Data from: Exploring phylogenetic relationships within Myriapoda and the effects of matrix composition and occupancy on phylogenomic reconstruction
Fernández, Rosa; Edgecombe, Gregory D.; Giribet, Gonzalo (2016), Data from: Exploring phylogenetic relationships within Myriapoda and the effects of matrix composition and occupancy on phylogenomic reconstruction, Dryad, Dataset, https://doi.org/10.5061/dryad.8mp17
Myriapods, including the diverse and familiar centipedes and millipedes, are one of the dominant terrestrial arthropod groups. Although molecular evidence has shown that Myriapoda is monophyletic, its internal phylogeny remains contentious and understudied, especially when compared to those of Chelicerata and Hexapoda. Until now, efforts have focused on taxon sampling (e.g., by including a handful of genes from many species) or on maximizing matrix size (e.g., by including hundreds or thousands of genes in just a few species), but a phylogeny maximizing sampling at both levels remains elusive. In this study, we analyzed 40 Illumina transcriptomes representing 3 of the 4 myriapod classes (Diplopoda, Chilopoda, and Symphyla); 25 transcriptomes were newly sequenced to maximize representation at the ordinal level in Diplopoda and at the family level in Chilopoda. Ten supermatrices were constructed to explore the effect of several potential phylogenetic biases (e.g., rate of evolution, heterotachy) at 3 levels of gene occupancy per taxon (50%, 75%, and 90%).
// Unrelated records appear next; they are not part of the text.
//! File reading utilities

use super::transcript::{extract_turns, SpeakerTurn};
use anyhow::{Context, Result};
use std::fs;
use std::path::Path;

/// Transcript file reader with UTF-8 validation
pub struct FileReader;

impl FileReader {
    /// Read a file as UTF-8 text
    pub fn read_text(path: &Path) -> Result<String> {
        let content = fs::read_to_string(path)
            .with_context(|| format!("Failed to read file: {}", path.display()))?;

        Ok(content)
    }

    /// Read a CHAT file and extract its speaker tiers
    pub fn read_turns(path: &Path) -> Result<Vec<SpeakerTurn>> {
        let content = Self::read_text(path)?;
        let turns = extract_turns(&content);
        log::debug!("{}: {} speaker tiers", path.display(), turns.len());
        Ok(turns)
    }
}
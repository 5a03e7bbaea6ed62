//! Paralinguistic events (`&=laughs`, `<text> [=! cries]`)

use super::{Rewriter, Stage};
use regex::{Captures, Regex};
use std::sync::OnceLock;

static BARE_EVENT: OnceLock<Regex> = OnceLock::new();
static EVENT_BRACKET: OnceLock<Regex> = OnceLock::new();

fn bare_event() -> &'static Regex {
    BARE_EVENT.get_or_init(|| Regex::new(r"&=\w+").expect("event pattern is valid"))
}

/// `<span> [=! ...]` or a lone `[=! ...]`.
///
/// The span may hold one level of nested angle groups so that `<<unk>>`
/// unwraps to `<unk>`. The span alternative comes first, so a bracket with a
/// preceding span is never matched on its own.
fn event_bracket() -> &'static Regex {
    EVENT_BRACKET.get_or_init(|| {
        Regex::new(r"<((?:[^<>]|<[^<>]*>)+)>\s*\[=![^\]]*\]|\[=![^\]]*\]")
            .expect("event bracket pattern is valid")
    })
}

/// Removes non-verbal event annotations
///
/// - `&=action` is deleted
/// - `<span> [=! ...]` keeps the span text and drops the brackets
/// - `[=! ...]` alone is deleted with its content
///
/// Square brackets that do not open with `=!` (`[! ...]`, `[/]`) and angle
/// spans without a following event bracket are left untouched. Whitespace is
/// collapsed and trimmed afterwards.
///
/// An angle-bracketed unknown token such as the default `<unk>` reads as a
/// span here: `xxx [=! cries]` becomes `<unk> [=! cries]` after the
/// unidentifiable pass and then `unk`. Use a token without `<`/`>` if the
/// replacement must survive next to an event bracket.
#[derive(Debug, Clone, Copy, Default, PartialEq, Eq)]
pub struct ParalinguisticRewriter;

impl Rewriter for ParalinguisticRewriter {
    fn rewrite(&self, utterance: &str) -> String {
        let without_events = bare_event().replace_all(utterance, "");
        let without_brackets =
            event_bracket().replace_all(&without_events, |caps: &Captures<'_>| {
                caps.get(1)
                    .map(|span| span.as_str().to_string())
                    .unwrap_or_default()
            });

        without_brackets.split_whitespace().collect::<Vec<_>>().join(" ")
    }

    fn stage(&self) -> Stage {
        Stage::Paralinguistic
    }
}

#[cfg(test)]
mod tests {
    use super::*;

    fn rewrite(text: &str) -> String {
        ParalinguisticRewriter.rewrite(text)
    }

    #[test]
    fn test_bare_event() {
        assert_eq!(rewrite("&=cries"), "");
        assert_eq!(rewrite("no &=laughs way"), "no way");
    }

    #[test]
    fn test_event_bracket_without_span() {
        assert_eq!(rewrite("that's mine [=! cries]"), "that's mine");
    }

    #[test]
    fn test_event_bracket_with_span() {
        assert_eq!(rewrite("<that's mine> [=! cries]"), "that's mine");
        assert_eq!(rewrite("<no>[=! whispers] okay"), "no okay");
    }

    #[test]
    fn test_multiple_events() {
        assert_eq!(
            rewrite("<hello> [=! laughs] <there> [=! cries]"),
            "hello there"
        );
    }

    #[test]
    fn test_non_event_bracket_untouched() {
        assert_eq!(rewrite("[! not paralinguistic]"), "[! not paralinguistic]");
        assert_eq!(rewrite("<I want> [/] I want"), "<I want> [/] I want");
    }

    #[test]
    fn test_dangling_span_keeps_brackets() {
        assert_eq!(rewrite("<dangling> text"), "<dangling> text");
        assert_eq!(rewrite("<unk> walking"), "<unk> walking");
    }

    #[test]
    fn test_only_adjacent_span_is_unwrapped() {
        assert_eq!(rewrite("<kept> and <gone> [=! sighs]"), "<kept> and gone");
    }

    #[test]
    fn test_nested_span() {
        assert_eq!(rewrite("<<unk>> [=! crying] walking"), "<unk> walking");
    }

    #[test]
    fn test_bracketed_token_before_event_is_unwrapped() {
        assert_eq!(rewrite("<unk> [=! cries]"), "unk");
        assert_eq!(rewrite("UNK [=! cries]"), "UNK");
    }

    #[test]
    fn test_unclosed_bracket() {
        assert_eq!(rewrite("hi [=! cries"), "hi [=! cries");
    }

    #[test]
    fn test_whitespace_is_renormalized() {
        assert_eq!(rewrite("  a \t b  "), "a b");
        assert_eq!(rewrite(""), "");
    }
}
Analyses based on maximum likelihood and Bayesian mixture models retrieved monophyly of each myriapod class, and resulted in 2 alternative phylogenetic positions for Symphyla, as sister group to Diplopoda + Chilopoda, or closer to Diplopoda, the latter hypothesis having been traditionally supported by morphology. Within centipedes, all orders were well supported, but 2 deep nodes remained in conflict in the different analyses despite dense taxon sampling at the family level. Relationships among centipede orders in all analyses conducted with the most complete matrix (90% occupancy) are at odds not only with the sparser but more gene-rich supermatrices (75% and 50% supermatrices) and with the matrices optimizing phylogenetic informativeness or most conserved genes, but also with previous hypotheses based on morphology, development, or other molecular data sets. Our results indicate that a high percentage of ribosomal proteins in the most complete matrices, in conjunction with distance from the root, can act in concert to compromise the estimated relationships within the ingroup. We discuss the implications of these findings in the context of the ever more prevalent quest for completeness in phylogenomic studies.